Résumé
Points clés
L’Asie est exposée au conflit du Moyen-Orient et à la hausse des prix du pétrole et du gaz qui en résulte. La plupart des pays de la région sont importateurs nets d’énergie (la Malaisie est une exception notable). Même si les répercussions sur l’inflation globale restent limitées, le maintien des mesures de soutien liées au coût de la vie pour protéger le pouvoir d’achat des ménages sera coûteux pour les gouvernements. Beaucoup d’entre eux abordaient déjà ce choc avec des finances publiques fragiles et des plans de consolidation fiscale en cours ; le conflit va compliquer davantage cette consolidation.

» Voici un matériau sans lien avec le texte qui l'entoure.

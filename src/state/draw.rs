//! Draw page state: the loaded draw plus load/publish progress.
//!
//! DESIGN
//! ======
//! Each load is tagged with a sequence number. When route params change
//! while a request is in flight, the older response arrives with a stale
//! sequence and is dropped, so the page never shows the wrong event's draw.
//! A publish carries the sequence of the load it was started from; once a
//! newer load begins, its result is dropped the same way.

#[cfg(test)]
#[path = "draw_test.rs"]
mod draw_test;

use crate::net::error::ApiError;
use crate::net::types::{Draw, Identifier};

#[derive(Clone, Debug, Default, PartialEq)]
pub struct DrawPageState {
    pub draw: Option<Draw>,
    pub loading: bool,
    pub error: Option<String>,
    pub publish_pending: bool,
    pub publish_error: Option<String>,
    load_seq: u64,
}

impl DrawPageState {
    /// Start a load, clearing the previous draw. Returns the sequence number
    /// the result must be delivered with.
    pub fn begin_load(&mut self) -> u64 {
        self.load_seq += 1;
        self.loading = true;
        self.draw = None;
        self.error = None;
        self.publish_pending = false;
        self.publish_error = None;
        self.load_seq
    }

    /// Apply a load result. Returns `false` when the result was stale.
    pub fn finish_load(&mut self, seq: u64, result: Result<Draw, ApiError>) -> bool {
        if seq != self.load_seq {
            return false;
        }
        self.loading = false;
        match result {
            Ok(draw) => self.draw = Some(draw),
            Err(err) => self.error = Some(err.to_string()),
        }
        true
    }

    /// Route params were unusable; nothing will be requested.
    pub fn fail_load(&mut self, message: impl Into<String>) {
        self.load_seq += 1;
        self.loading = false;
        self.draw = None;
        self.error = Some(message.into());
        self.publish_pending = false;
        self.publish_error = None;
    }

    /// Whether the Publish action should be enabled.
    pub fn can_publish(&self) -> bool {
        !self.publish_pending && self.draw.as_ref().is_some_and(|draw| !draw.status.is_published())
    }

    /// Start publishing the loaded draw. Returns the load sequence the result
    /// must be delivered with and the draw id, or `None` when there is nothing
    /// to publish or a publish is already running.
    pub fn begin_publish(&mut self) -> Option<(u64, Identifier)> {
        if !self.can_publish() {
            return None;
        }
        let id = self.draw.as_ref().map(|draw| draw.id.clone())?;
        self.publish_pending = true;
        self.publish_error = None;
        Some((self.load_seq, id))
    }

    /// Apply a publish result; success replaces the draw with the server's copy.
    /// Returns `false` when a newer load has started since the publish began.
    pub fn finish_publish(&mut self, seq: u64, result: Result<Draw, ApiError>) -> bool {
        if seq != self.load_seq {
            return false;
        }
        self.publish_pending = false;
        match result {
            Ok(draw) => self.draw = Some(draw),
            Err(err) => self.publish_error = Some(err.to_string()),
        }
        true
    }
}

/// Parse the draw route params, naming the first missing one.
pub fn parse_draw_route(
    tournament_id: Option<&str>,
    event_id: Option<&str>,
) -> Result<(Identifier, Identifier), &'static str> {
    let tournament = tournament_id.filter(|v| !v.trim().is_empty()).ok_or("Missing tournament id.")?;
    let event = event_id.filter(|v| !v.trim().is_empty()).ok_or("Missing event id.")?;
    Ok((parse_identifier(tournament), parse_identifier(event)))
}

fn parse_identifier(raw: &str) -> Identifier {
    let Ok(id) = raw.parse::<Identifier>();
    id
}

Dans la pratique, il est probable que les responsables politiques réallouent leurs dépenses d’investissement (qui pèsent sur les perspectives de croissance) aux subventions comme première réponse, avant de consentir un dérapage budgétaire plus important. Sur le plan des investissements, il ne faut pas sous-estimer l’impact sur les secteurs des semi-conducteurs et mémoires très énergivores d’Asie du Nord-Est, ni les répercussions mondiales en cas de rupture de ces chaînes d’approvisionnement. La région dispose encore de réserves énergétiques à court terme – plus de trois mois pour le pétrole dans de nombreux cas, mais beaucoup moins pour le gaz.